5. The primary target firm is EIE Group, a South African private company that is wholly
owned by the enX Leasing Investment Proprietary Limited (“enX Leasing”).4
6. The Target Group5 is involved in the sale, rental, repair, and maintenance of various
original equipment manufacturers’ (“OEM”) brands of material handling equipment.
EIE Group distributes the following material handling brands: Kone Cranes;6 Terberg;7
Linkbelt Cranes;8 Hawker & Ballancell;9 and HAKO.10 EIE Group also provides
aftermarket services, including service, repairs and maintenance, to customers.
Customers are also able to lease equipment from EIE Group on a short or long-term
basis.
Competition assessment
7. The Competition Commission (“Commission”) found no horizontal overlap in the
activities of the merging parties. However, the Commission assessed a pre-existing
vertical relationship between the merging parties.

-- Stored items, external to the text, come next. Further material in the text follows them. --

//! # Orbit system: several bodies on a shared time grid
//!
//! [`OrbitSystem`] groups named bodies around the same central mass together with the
//! Kepler solver settings and an optional stop rule. Each body is propagated on its own
//! (no interaction is modelled); the system only guarantees that every trajectory is
//! evaluated on the same samples and stays index-aligned with the others.
//!
//! ## Stop on reversal
//!
//! With a [`ReversalStop`] the whole system is cut at the sample where the reference body
//! first reverses its motion along the chosen axis, e.g. "every 10 days until body 2
//! starts coming back along the line of sight":
//!
//! ```rust
//! use sky_orbits::keplerian_element::OrbitalElements;
//! use sky_orbits::orbit_system::OrbitSystem;
//! use sky_orbits::time_grid::TimeGrid;
//! use sky_orbits::trajectory::Axis;
//!
//! let mut system = OrbitSystem::new();
//! system
//!     .add_body("obj1", OrbitalElements::from_degrees(10.0, 0.02, 70.0, 20.0, -15.0, 10957.5, 1.88).unwrap())
//!     .unwrap();
//! system
//!     .add_body("obj2", OrbitalElements::from_degrees(15.0, 0.3, 85.0, 15.0, 5.0, 20088.75, 8.66).unwrap())
//!     .unwrap();
//! system.stop_on_reversal("obj2", Axis::Z).unwrap();
//!
//! let times = TimeGrid::arange(0.0, 36500.0, 10.0).unwrap();
//! let result = system.propagate(&times).unwrap();
//! assert_eq!(result.get("obj1").unwrap().len(), result.get("obj2").unwrap().len());
//! ```
use serde::{Deserialize, Serialize};
use tracing::{debug, info};

use crate::{
    constants::Day,
    kepler::KeplerSolver,
    keplerian_element::OrbitalElements,
    orbit_errors::OrbitError,
    trajectory::{Axis, OrbitTrajectory},
};

fn line_of_sight() -> Axis {
    Axis::Z
}

/// Cut every trajectory where `body` first reverses its motion along `axis`.
///
/// In a configuration file `axis` defaults to the line of sight (`"z"`).
#[derive(Debug, Clone, PartialEq, Eq, Serialize, Deserialize)]
#[serde(deny_unknown_fields)]
pub struct ReversalStop {
    pub body: String,
    #[serde(default = "line_of_sight")]
    pub axis: Axis,
}

#[derive(Debug, Clone, Default)]
pub struct OrbitSystem {
    bodies: Vec<(String, OrbitalElements)>,
    solver: KeplerSolver,
    stop: Option<ReversalStop>,
}

impl OrbitSystem {
    /// Empty system with the default [`KeplerSolver`] and no stop rule.
    pub fn new() -> Self {
        Self::default()
    }

    /// Empty system using `solver` for every body.
    pub fn with_solver(solver: KeplerSolver) -> Self {
        OrbitSystem {
            solver,
            ..Self::default()
        }
    }

    /// Register a body. Bodies keep their insertion order.
    ///
    /// Errors
    /// ------
    /// [`OrbitError::InvalidConfiguration`] if `name` is already taken.
    pub fn add_body(
        &mut self,
        name: impl Into<String>,
        elements: OrbitalElements,
    ) -> Result<&mut Self, OrbitError> {
        let name = name.into();
        if self.body(&name).is_some() {
            return Err(OrbitError::InvalidConfiguration(format!(
                "duplicate body name: {name}"
            )));
        }
        self.bodies.push((name, elements));
        Ok(self)
    }

    /// Enable the stop rule on `body` along `axis`.
    ///
    /// Errors
    /// ------
    /// [`OrbitError::InvalidConfiguration`] if `body` is not registered.
    pub fn stop_on_reversal(&mut self, body: &str, axis: Axis) -> Result<&mut Self, OrbitError> {
        if self.body(body).is_none() {
            return Err(unknown_body(body));
        }
        self.stop = Some(ReversalStop {
            body: body.to_string(),
            axis,
        });
        Ok(self)
    }

    /// Disable the stop rule.
    pub fn clear_stop(&mut self) -> &mut Self {
        self.stop = None;
        self
    }

    pub fn stop(&self) -> Option<&ReversalStop> {
        self.stop.as_ref()
    }

    pub fn solver(&self) -> &KeplerSolver {
        &self.solver
    }

    /// Elements of the body called `name`.
    pub fn body(&self, name: &str) -> Option<&OrbitalElements> {
        self.bodies
            .iter()
            .find(|(n, _)| n == name)
            .map(|(_, elem)| elem)
    }

    /// Bodies in insertion order.
    pub fn bodies(&self) -> impl Iterator<Item = (&str, &OrbitalElements)> {
        self.bodies.iter().map(|(n, elem)| (n.as_str(), elem))
    }

    pub fn len(&self) -> usize {
        self.bodies.len()
    }

    pub fn is_empty(&self) -> bool {
        self.bodies.is_empty()
    }

    /// Evaluate every body on `times`, then apply the stop rule if any.
    ///
    /// Return
    /// ------
    /// * One trajectory per body, in insertion order, all of the same length.
    ///
    /// Errors
    /// ------
    /// * Any error of [`OrbitTrajectory::compute`], for the first failing body.
    /// * [`OrbitError::InvalidConfiguration`] if the stop rule names an unknown body.
    pub fn propagate(&self, times: &[Day]) -> Result<SystemTrajectories, OrbitError> {
        let mut trajectories = self
            .bodies
            .iter()
            .map(|(name, elements)| {
                debug!(body = name.as_str(), "propagating body");
                Ok((
                    name.clone(),
                    OrbitTrajectory::compute(elements, times, &self.solver)?,
                ))
            })
            .collect::<Result<Vec<_>, OrbitError>>()?;

        let mut stop_index = None;
        if let Some(stop) = &self.stop {
            let reference = trajectories
                .iter()
                .find(|(name, _)| *name == stop.body)
                .map(|(_, traj)| traj)
                .ok_or_else(|| unknown_body(&stop.body))?;

            stop_index = reference.reversal_index(stop.axis);
            match stop_index {
                Some(index) => {
                    info!(
                        body = stop.body.as_str(),
                        axis = %stop.axis,
                        index,
                        time = times[index],
                        "stopping system at direction reversal"
                    );
                    for (_, traj) in trajectories.iter_mut() {
                        traj.truncate(index + 1);
                    }
                }
                None => debug!(
                    body = stop.body.as_str(),
                    axis = %stop.axis,
                    "no direction reversal within the time grid"
                ),
            }
        }

        Ok(SystemTrajectories {
            trajectories,
            stop_index,
        })
    }
}

fn unknown_body(name: &str) -> OrbitError {
    OrbitError::InvalidConfiguration(format!("unknown body: {name}"))
}

/// Result of [`OrbitSystem::propagate`].
#[derive(Debug, Clone, PartialEq)]
pub struct SystemTrajectories {
    trajectories: Vec<(String, OrbitTrajectory)>,
    stop_index: Option<usize>,
}

impl SystemTrajectories {
    /// Trajectory of the body called `name`.
    pub fn get(&self, name: &str) -> Option<&OrbitTrajectory> {
        self.trajectories
            .iter()
            .find(|(n, _)| n == name)
            .map(|(_, traj)| traj)
    }

    /// `(name, trajectory)` pairs in insertion order.
    pub fn iter(&self) -> impl Iterator<Item = (&str, &OrbitTrajectory)> {
        self.trajectories.iter().map(|(n, t)| (n.as_str(), t))
    }

    /// Index of the last kept sample when the stop rule fired.
    pub fn stop_index(&self) -> Option<usize> {
        self.stop_index
    }

    /// Number of samples shared by every trajectory.
    pub fn samples(&self) -> usize {
        self.trajectories.first().map_or(0, |(_, t)| t.len())
    }

    pub fn len(&self) -> usize {
        self.trajectories.len()
    }

    pub fn is_empty(&self) -> bool {
        self.trajectories.is_empty()
    }
}

#[cfg(test)]
mod orbit_system_test {
    use super::*;
    use crate::{
        keplerian_element::test_keplerian_element::body_one,
        time_grid::TimeGrid,
        trajectory::{find_reversal, trajectory_test::body_two},
    };

    fn two_body_system() -> OrbitSystem {
        let mut system = OrbitSystem::new();
        system.add_body("obj1", body_one()).unwrap();
        system.add_body("obj2", body_two()).unwrap();
        system
    }

    #[test]
    fn test_bodies_in_insertion_order() {
        let system = two_body_system();
        let names: Vec<&str> = system.bodies().map(|(n, _)| n).collect();
        assert_eq!(names, vec!["obj1", "obj2"]);
        assert_eq!(system.len(), 2);
        assert_eq!(system.body("obj2"), Some(&body_two()));
        assert!(system.body("obj3").is_none());
    }

    #[test]
    fn test_duplicate_body_rejected() {
        let mut system = two_body_system();
        let err = system.add_body("obj1", body_two()).unwrap_err();
        assert_eq!(
            err,
            OrbitError::InvalidConfiguration("duplicate body name: obj1".into())
        );
    }

    #[test]
    fn test_unknown_stop_body_rejected() {
        let mut system = two_body_system();
        assert!(system.stop_on_reversal("obj3", Axis::Z).is_err());
        assert!(system.stop().is_none());
    }

    #[test]
    fn test_propagate_without_stop() {
        let system = two_body_system();
        let times = TimeGrid::arange(0.0, 36500.0, 10.0).unwrap();
        let result = system.propagate(&times).unwrap();
        assert_eq!(result.len(), 2);
        assert_eq!(result.stop_index(), None);
        assert_eq!(result.samples(), times.len());
        for (_, traj) in result.iter() {
            assert_eq!(traj.len(), times.len());
        }
    }

    #[test]
    fn test_propagate_with_stop() {
        let mut system = two_body_system();
        system.stop_on_reversal("obj2", Axis::Z).unwrap();
        let times = TimeGrid::arange(0.0, 36500.0, 10.0).unwrap();
        let result = system.propagate(&times).unwrap();

        let index = result.stop_index().unwrap();
        let obj1 = result.get("obj1").unwrap();
        let obj2 = result.get("obj2").unwrap();
        assert_eq!(obj1.len(), index + 1);
        assert_eq!(obj2.len(), index + 1);
        assert_eq!(obj1.times(), obj2.times());

        // the reference body is monotonic along z up to the cut
        assert!(find_reversal(obj2.z()).is_none());

        // same result as computing the reference alone and scanning it
        let alone = OrbitTrajectory::compute(&body_two(), &times, &KeplerSolver::default()).unwrap();
        assert_eq!(find_reversal(alone.z()), Some(index));
    }

    #[test]
    fn test_reversal_stop_from_json() {
        let stop: ReversalStop = serde_json::from_str(r#"{ "body": "obj2" }"#).unwrap();
        assert_eq!(
            stop,
            ReversalStop {
                body: "obj2".into(),
                axis: Axis::Z
            }
        );

        let stop: ReversalStop = serde_json::from_str(r#"{ "body": "obj1", "axis": "x" }"#).unwrap();
        assert_eq!(stop.axis, Axis::X);

        assert!(serde_json::from_str::<ReversalStop>(r#"{ "body": "obj1", "dir": "x" }"#).is_err());
    }

    #[test]
    fn test_clear_stop() {
        let mut system = two_body_system();
        system.stop_on_reversal("obj2", Axis::Z).unwrap();
        system.clear_stop();
        let times = TimeGrid::arange(0.0, 36500.0, 10.0).unwrap();
        assert_eq!(system.propagate(&times).unwrap().stop_index(), None);
    }

    #[test]
    fn test_propagate_propagates_errors() {
        let system = two_body_system();
        let err = system.propagate(&[0.0, f64::NAN]).unwrap_err();
        assert!(err.is_domain_error());
    }

    #[test]
    fn test_empty_system() {
        let result = OrbitSystem::new().propagate(&[0.0, 1.0]).unwrap();
        assert!(result.is_empty());
        assert_eq!(result.samples(), 0);
    }
}
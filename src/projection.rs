//! # Orbit plane → reference frame projection
//!
//! Maps a true anomaly `ν` on an orbit `(a, e, i, ω, Ω)` to Cartesian coordinates in the
//! reference frame of the central mass:
//!
//! ```text
//! r = a(1 − e²) / (1 + e·cos ν)
//! x = r (cos Ω·cos(ω+ν) − sin Ω·sin(ω+ν)·cos i)
//! y = r (sin Ω·cos(ω+ν) + cos Ω·sin(ω+ν)·cos i)
//! z = r  sin(ω+ν)·sin i
//! ```
//!
//! The argument of periastron and the true anomaly enter as the single argument of
//! latitude `u = ω + ν`. The `(x, y)` pair is the projected sky position, `z` is the
//! line-of-sight coordinate.
//!
//! No clamping happens when `1 + e·cos ν → 0`: a diverging radius means the inputs are
//! not a bound orbit and is left visible to the caller.
use itertools::multiunzip;
use nalgebra::Vector3;

use crate::constants::Radian;

/// Orbit-plane radius `r = a(1 − e²) / (1 + e·cos ν)`.
#[inline]
pub fn orbit_radius(a: f64, e: f64, true_anomaly: Radian) -> f64 {
    a * (1.0 - e * e) / (1.0 + e * true_anomaly.cos())
}

/// Trigonometric factors of the orientation angles, computed once per orbit.
#[derive(Debug, Clone, Copy)]
struct Orientation {
    sin_node: f64,
    cos_node: f64,
    sin_inc: f64,
    cos_inc: f64,
    periapsis_argument: Radian,
}

impl Orientation {
    fn new(inc: Radian, omega: Radian, node: Radian) -> Self {
        let (sin_node, cos_node) = node.sin_cos();
        let (sin_inc, cos_inc) = inc.sin_cos();
        Orientation {
            sin_node,
            cos_node,
            sin_inc,
            cos_inc,
            periapsis_argument: omega,
        }
    }

    #[inline]
    fn project(&self, r: f64, true_anomaly: Radian) -> (f64, f64, f64) {
        let (sin_u, cos_u) = (self.periapsis_argument + true_anomaly).sin_cos();
        let x = r * (self.cos_node * cos_u - self.sin_node * sin_u * self.cos_inc);
        let y = r * (self.sin_node * cos_u + self.cos_node * sin_u * self.cos_inc);
        let z = r * sin_u * self.sin_inc;
        (x, y, z)
    }
}

/// Position of one body for a single true anomaly.
///
/// Arguments
/// ---------
/// * `a` – semi-major axis.
/// * `e` – eccentricity.
/// * `inc` – inclination `i` (rad).
/// * `omega` – argument of periastron `ω` (rad).
/// * `node` – longitude of ascending node `Ω` (rad).
/// * `true_anomaly` – `ν` (rad).
///
/// Return
/// ------
/// * `[x, y, z]` in the length unit of `a`.
pub fn space_position(
    a: f64,
    e: f64,
    inc: Radian,
    omega: Radian,
    node: Radian,
    true_anomaly: Radian,
) -> Vector3<f64> {
    let (x, y, z) = Orientation::new(inc, omega, node)
        .project(orbit_radius(a, e, true_anomaly), true_anomaly);
    Vector3::new(x, y, z)
}

/// Elementwise [`space_position`] over a sequence of true anomalies.
///
/// The orbit elements stay scalar; only `ν` varies.
///
/// Return
/// ------
/// * `(x, y, z)` – three sequences index-aligned with `true_anomalies`.
pub fn space_positions(
    a: f64,
    e: f64,
    inc: Radian,
    omega: Radian,
    node: Radian,
    true_anomalies: &[Radian],
) -> (Vec<f64>, Vec<f64>, Vec<f64>) {
    let orientation = Orientation::new(inc, omega, node);
    let semi_latus_rectum = a * (1.0 - e * e);

    multiunzip(true_anomalies.iter().map(|&nu| {
        let r = semi_latus_rectum / (1.0 + e * nu.cos());
        orientation.project(r, nu)
    }))
}
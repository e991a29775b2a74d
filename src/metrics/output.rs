//! Rendering samples for stdout and node_exporter's textfile collector.

use std::io::{self, Write};
use std::path::Path;

use tempfile::NamedTempFile;

use crate::metrics::exposition::render_text;
use crate::metrics::sample::MetricSample;

/// Output encoding of a collection pass.
#[derive(Debug, Clone, Copy, PartialEq, Eq, Default)]
pub enum OutputFormat {
    /// Prometheus text exposition format.
    #[default]
    Prometheus,
    /// One JSON object per sample, one per line.
    Json,
}

/// Error type for rendering failures.
#[derive(Debug)]
pub enum RenderError {
    Prometheus(prometheus::Error),
    Json(serde_json::Error),
}

impl std::fmt::Display for RenderError {
    fn fmt(&self, f: &mut std::fmt::Formatter<'_>) -> std::fmt::Result {
        match self {
            RenderError::Prometheus(e) => write!(f, "prometheus encoding failed: {}", e),
            RenderError::Json(e) => write!(f, "JSON encoding failed: {}", e),
        }
    }
}

impl std::error::Error for RenderError {
    fn source(&self) -> Option<&(dyn std::error::Error + 'static)> {
        match self {
            RenderError::Prometheus(e) => Some(e),
            RenderError::Json(e) => Some(e),
        }
    }
}

impl From<prometheus::Error> for RenderError {
    fn from(e: prometheus::Error) -> Self {
        RenderError::Prometheus(e)
    }
}

impl From<serde_json::Error> for RenderError {
    fn from(e: serde_json::Error) -> Self {
        RenderError::Json(e)
    }
}

/// Renders samples in the requested format.
pub fn render(format: OutputFormat, samples: &[MetricSample]) -> Result<String, RenderError> {
    match format {
        OutputFormat::Prometheus => Ok(render_text(samples)?),
        OutputFormat::Json => {
            let mut out = String::new();
            for sample in samples {
                out.push_str(&serde_json::to_string(sample)?);
                out.push('\n');
            }
            Ok(out)
        }
    }
}

/// Replaces `path` with `contents` atomically.
///
/// The data is written to a temporary file in the same directory and renamed
/// over `path`, so readers never see a partially written file.
pub fn write_textfile(path: &Path, contents: &str) -> io::Result<()> {
    let dir = match path.parent() {
        Some(parent) if !parent.as_os_str().is_empty() => parent,
        _ => Path::new("."),
    };

    let mut tmp = NamedTempFile::new_in(dir)?;
    tmp.write_all(contents.as_bytes())?;
    tmp.as_file().sync_all()?;

    #[cfg(unix)]
    {
        use std::os::unix::fs::PermissionsExt;
        tmp.as_file()
            .set_permissions(std::fs::Permissions::from_mode(0o644))?;
    }

    tmp.persist(path).map_err(|e| e.error)?;
    Ok(())
}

8. SIE, an EIE Group subsidiary, has an existing distribution agreement with TICO in
terms of which SIE is the exclusive distributor of Toyota industrial and material handling
equipment in South Africa and certain other territories.11 The equipment supplied by
SIE, through sale or lease, includes a wide range of material handling12 and
warehousing equipment.13 SIE also supplies genuine Toyota forklift parts associated
with the equipment through various depots in South Africa and related aftermarket
services (service, repairs, and maintenance).
4 enX Leasing is, in turn, wholly owned by enX Group Limited (“enX Group”) - a public company listed
on the Johannesburg Stock Exchange. Shareholders with more than a 5% of issued share capital of
enX Group are: MCC Contracts Proprietary Limited (as to 33.64%); PSG (as to 10.7%); Prudential (as
to 9.8%); Samvenice Trading 1 Proprietary Limited (as to 7.0%); and Sunwood Trading and Investments
(as to 5.4%). EIE Group wholly owns: Saficon Industrial Equipment Proprietary Limited ("SIE") and
600SA Holdings Proprietary Limited ("600SA"). Uni-Cape Equipment Proprietary Limited ("Uni-Cape")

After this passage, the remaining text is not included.